Microsoft financial examples generally reference a nominal annual interest rate. When you want to apply this rate in a financial function, you must calculate an effective rate for the given period.
For example, a 12% annual rate is given, and you want a monthly payment. The effective period rate in the United States is 12% divided by 12 months, to yield a 1% monthly effective rate. Other countries may have a different monthly effective rate, depending on their laws.
Example 1: United Kingdom
In the United Kingdom, all rates are considered effective rates. A 12% annual rate does not yield a 1% monthly effective rate. Instead, the 12% annual rate requires a conversion to find the effective monthly rate. One method to calculate this is to convert the 12% effective annual rate to a nominal annual rate, and then divide by 12 to get a monthly rate.

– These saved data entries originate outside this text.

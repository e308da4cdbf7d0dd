//! Changelog types

use chrono::{DateTime, Utc};
use serde::{Deserialize, Serialize};

/// A commit record after parsing
///
/// Exactly one of three shapes holds: a conventional commit (non-empty
/// `commit_type`), a merge (`merge` set) or a revert (`revert` set). A record
/// matching none of them has an empty type and neither field set.
#[derive(Debug, Clone, PartialEq, Eq, Serialize, Deserialize)]
#[serde(rename_all = "camelCase")]
pub struct Commit {
    /// Subject and body joined, with blank-line runs collapsed
    pub raw: String,
    /// First line of the message
    pub subject: String,
    /// Message body as supplied
    pub body: String,
    /// Commit hash
    pub hash: String,
    /// Committer date, verbatim
    pub date: String,
    /// Author name
    pub name: String,
    /// Author email
    pub email: String,
    /// Conventional type (`feat`, `fix`, ...); empty when not conventional
    #[serde(rename = "type")]
    pub commit_type: String,
    /// Scope; `Some("")` for `type(): ...`
    pub scope: Option<String>,
    /// Subject text after `type(scope): `
    pub title: String,
    /// Bang marker or a breaking-change note
    pub is_breaking_change: bool,
    /// Set for merge commits
    pub merge: Option<Merge>,
    /// Set for revert commits
    pub revert: Option<Revert>,
    /// `@name` mentions in order of appearance
    pub mentions: Vec<String>,
    /// Issue references in order of appearance
    pub references: Vec<Reference>,
    /// Notes such as `BREAKING CHANGE: ...`
    pub notes: Vec<Note>,
}

impl Commit {
    /// Whether this is a conventional commit
    pub fn is_conventional(&self) -> bool {
        !self.commit_type.is_empty()
    }

    /// Whether this is a revert commit
    pub fn is_revert(&self) -> bool {
        self.revert.is_some()
    }

    /// First seven characters of the hash
    pub fn short_hash(&self) -> &str {
        self.hash.get(..7).unwrap_or(&self.hash)
    }

    /// Breaking-change notes
    pub fn breaking_notes(&self) -> impl Iterator<Item = &Note> {
        self.notes.iter().filter(|n| n.is_breaking())
    }
}

/// Merge information
#[derive(Debug, Clone, PartialEq, Eq, Serialize, Deserialize)]
pub struct Merge {
    /// Pull request number
    pub id: String,
    /// Source branch
    pub source: String,
}

/// Revert information
#[derive(Debug, Clone, PartialEq, Eq, Serialize, Deserialize)]
pub struct Revert {
    /// Subject of the reverted commit
    pub subject: String,
    /// Hash of the reverted commit; empty when the message omits it
    pub hash: String,
}

/// Reference to an issue
#[derive(Debug, Clone, PartialEq, Eq, Serialize, Deserialize)]
pub struct Reference {
    /// Action keyword such as `Closes`, as written
    pub action: Option<String>,
    /// Repository owner for `owner/repo#N`
    pub owner: Option<String>,
    /// Repository name for `owner/repo#N`
    pub repository: Option<String>,
    /// Issue prefix as written (`#`, `gh-`)
    pub prefix: String,
    /// Issue identifier
    pub issue: String,
}

/// Note extracted from the body
#[derive(Debug, Clone, PartialEq, Eq, Serialize, Deserialize)]
pub struct Note {
    pub title: String,
    pub text: String,
}

impl Note {
    /// Whether the note announces a breaking change
    pub fn is_breaking(&self) -> bool {
        is_breaking_keyword(&self.title)
    }
}

pub(crate) fn is_breaking_keyword(title: &str) -> bool {
    title == "BREAKING CHANGE" || title == "BREAKING-CHANGE"
}

/// A changelog entry for one release
#[derive(Debug, Clone)]
pub struct ChangelogEntry {
    /// Version being released
    pub version: String,
    /// Release date
    pub date: DateTime<Utc>,
    /// Tag of the previous release, used for compare links
    pub previous_tag: Option<String>,
    /// Tag of this release
    pub current_tag: Option<String>,
    /// Breaking changes, listed ahead of the sections
    pub breaking_changes: Vec<BreakingChange>,
    /// Sections in configured order
    pub sections: Vec<Section>,
}

impl ChangelogEntry {
    /// Create an empty entry
    pub fn new(version: impl Into<String>, date: DateTime<Utc>) -> Self {
        Self {
            version: version.into(),
            date,
            previous_tag: None,
            current_tag: None,
            breaking_changes: Vec::new(),
            sections: Vec::new(),
        }
    }

    /// Set the compare range
    pub fn with_tags(mut self, previous: Option<String>, current: impl Into<String>) -> Self {
        self.previous_tag = previous;
        self.current_tag = Some(current.into());
        self
    }

    /// Check if the entry lists nothing
    pub fn is_empty(&self) -> bool {
        self.breaking_changes.is_empty() && self.sections.iter().all(|s| s.commits.is_empty())
    }
}

/// A section in the changelog
#[derive(Debug, Clone)]
pub struct Section {
    pub title: String,
    pub commits: Vec<Commit>,
}

/// A breaking change line
#[derive(Debug, Clone, PartialEq, Eq)]
pub struct BreakingChange {
    pub scope: Option<String>,
    pub text: String,
    pub hash: String,
}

To do this, you can use the NOMINAL function:
=NOMINAL(Effective_Annual_Rate,Periods_Per_Year)
That is
=NOMINAL(12%,12)
which yields 11.3866% nominal annual interest.
If you divide 11.3866% by 12 months per year, it yields 0.9489% monthly effective interest, as opposed to the 1% effective monthly interest in the United States.
Example 2: Canada
In Canada, the computation is a bit more involved. Canadian law permits a compounding frequency of 2 per year, even though there may be 12 payments per year. When you compute the effective rate for Canada, use a frequency factor of 2 to compute effective period rate and payments, as follows:
=(1+NOMINAL/FREQUENCY)^( FREQUENCY/NUMBER_OF_PAYMENTS)-1
Where
NOMINAL = 12%
FREQUENCY = 2
NUMBER_OF_PAYMENTS =12
That is
=(1+0.12/2)^(2/12)-1 = 0.9759%
Notice that in Canada, a 12% nominal interest rate is equivalent to 0.9759% effective monthly interest, not the 1% effective monthly interest as in the United States.